Fedor "L.F." Likholitov (Фёдор Лихолитов; born March 14, 1980) is a Russian former professional basketball player. He is a power forward – center who most recently played for Krasny Oktyabr in VTB United League.

==College career==
After playing youth club basketball with Baltika St. Petersburg, in Russia, Likholitov played college basketball at Virginia Commonwealth University, with the VCU Rams, from 1998 to 2002.

==Professional career==
In late April 2002, Likholitov moved to France to play professionally, and he was signed by SIG Strasbourg. He moved to Greece for the 2002–03 season, and was signed by Aris Thessaloniki. He played there also the 2003–04 championship. He moved to Russia for the 2004–05 season, where he signed with Dynamo Moscow and played there also the 2005–06 championship. He was signed for the 2006–07 season by Dynamo Moscow Region, and he played there also the 2007–08 season though the team has changed its name to Triumph Lyubertsy. Likholitov signed for the 2008–09 season with Ural Great Perm, and signed for the 2009–10 season by UNICS Kazan.
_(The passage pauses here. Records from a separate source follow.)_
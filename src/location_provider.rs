use std::sync::mpsc::{Receiver, Sender};

use eframe::egui;
use log::info;
use tokio::time::Duration;

use crate::config::AppConfig;
use crate::data_provider::{DataProviderUi, LocationFix};
use crate::nmea_location_provider::NmeaLocationProvider;

#[derive(Debug, Clone, Copy, PartialEq, Eq, PartialOrd, Ord)]
pub enum Accuracy {
    Coarse,
    Fine,
}

#[derive(Debug, Clone, Copy)]
pub struct Criteria {
    pub accuracy: Accuracy,
}

pub trait LocationProvider: DataProviderUi {
    fn name(&self) -> &'static str;
    fn accuracy(&self) -> Accuracy;
    fn is_enabled(&self) -> bool;
    fn request_updates(&mut self);
    fn remove_updates(&mut self);
}

// providers that meet the wanted accuracy rank above ones that merely come
// close, ties go to the first registered
pub fn best_provider(
    providers: Vec<Box<dyn LocationProvider>>,
    criteria: Criteria,
    enabled_only: bool,
) -> Option<Box<dyn LocationProvider>> {
    let mut best: Option<Box<dyn LocationProvider>> = None;

    for provider in providers {
        if enabled_only && !provider.is_enabled() {
            continue;
        }
        let better = match &best {
            Some(current) => rank(provider.as_ref(), criteria) > rank(current.as_ref(), criteria),
            None => true,
        };
        if better {
            best = Some(provider);
        }
    }

    best
}

fn rank(provider: &dyn LocationProvider, criteria: Criteria) -> (bool, Accuracy) {
    (provider.accuracy() >= criteria.accuracy, provider.accuracy())
}

// all providers report into the single fix channel; which of them feeds it
// is decided here, once, at startup
pub fn select_provider(
    config: &AppConfig,
) -> (Option<Box<dyn LocationProvider>>, Receiver<Option<LocationFix>>) {
    let (fix_tx, fix_rx) = std::sync::mpsc::channel();

    let providers: Vec<Box<dyn LocationProvider>> = vec![
        Box::new(NmeaLocationProvider::new(config, fix_tx.clone())),
        Box::new(ManualLocationProvider::new(config, fix_tx)),
    ];

    let best = best_provider(
        providers,
        Criteria {
            accuracy: Accuracy::Fine,
        },
        true,
    );
    match &best {
        Some(provider) => info!("location provider: {}", provider.name()),
        None => info!("no enabled location provider"),
    }

    (best, fix_rx)
}

// fixed position from the config file, reported once a second
pub struct ManualLocationProvider {
    fix_tx: Sender<Option<LocationFix>>,
    location: Option<LocationFix>,
    trigger: Option<stream_cancel::Trigger>,
}

impl ManualLocationProvider {
    pub fn new(config: &AppConfig, fix_tx: Sender<Option<LocationFix>>) -> Self {
        Self {
            fix_tx,
            location: config.manual_location.map(|m| LocationFix {
                latitude: m.latitude,
                longitude: m.longitude,
            }),
            trigger: None,
        }
    }
}

impl LocationProvider for ManualLocationProvider {
    fn name(&self) -> &'static str {
        "manual"
    }

    fn accuracy(&self) -> Accuracy {
        Accuracy::Coarse
    }

    fn is_enabled(&self) -> bool {
        self.location.is_some()
    }

    fn request_updates(&mut self) {
        if self.trigger.is_some() {
            return;
        }
        let Some(fix) = self.location else {
            return;
        };

        let (trigger, tripwire) = stream_cancel::Tripwire::new();
        self.trigger = Some(trigger);

        let fix_tx = self.fix_tx.clone();
        tokio::spawn(async move {
            tokio::pin!(tripwire);
            let mut tick = tokio::time::interval(Duration::from_secs(1));
            loop {
                tokio::select! {
                    _ = &mut tripwire => break,
                    _ = tick.tick() => {
                        fix_tx.send(Some(fix)).ok();
                    }
                }
            }
            info!("manual location updates stopped");
        });
    }

    fn remove_updates(&mut self) {
        self.trigger.take();
    }
}

impl DataProviderUi for ManualLocationProvider {
    fn show(&mut self, ui: &mut egui::Ui) {
        ui.heading("Manual Location");
        match self.location {
            Some(fix) => {
                ui.label(format!("{:.4}, {:.4}", fix.latitude, fix.longitude));
            }
            None => {
                ui.label("not configured");
            }
        }
    }
}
In December 2009, he moved to Turkey and signed with Beşiktaş. In July 2011, he returned to Russia and signed with Krasnye Krylia. He later also played with Avtodor Saratov and Krasny Oktyabr, before finishing his pro career in 2015.

==National team career==
Likholitov was also a member of the senior Russian national basketball team. With Russia, he played at the 2003 EuroBasket and the 2005 EuroBasket.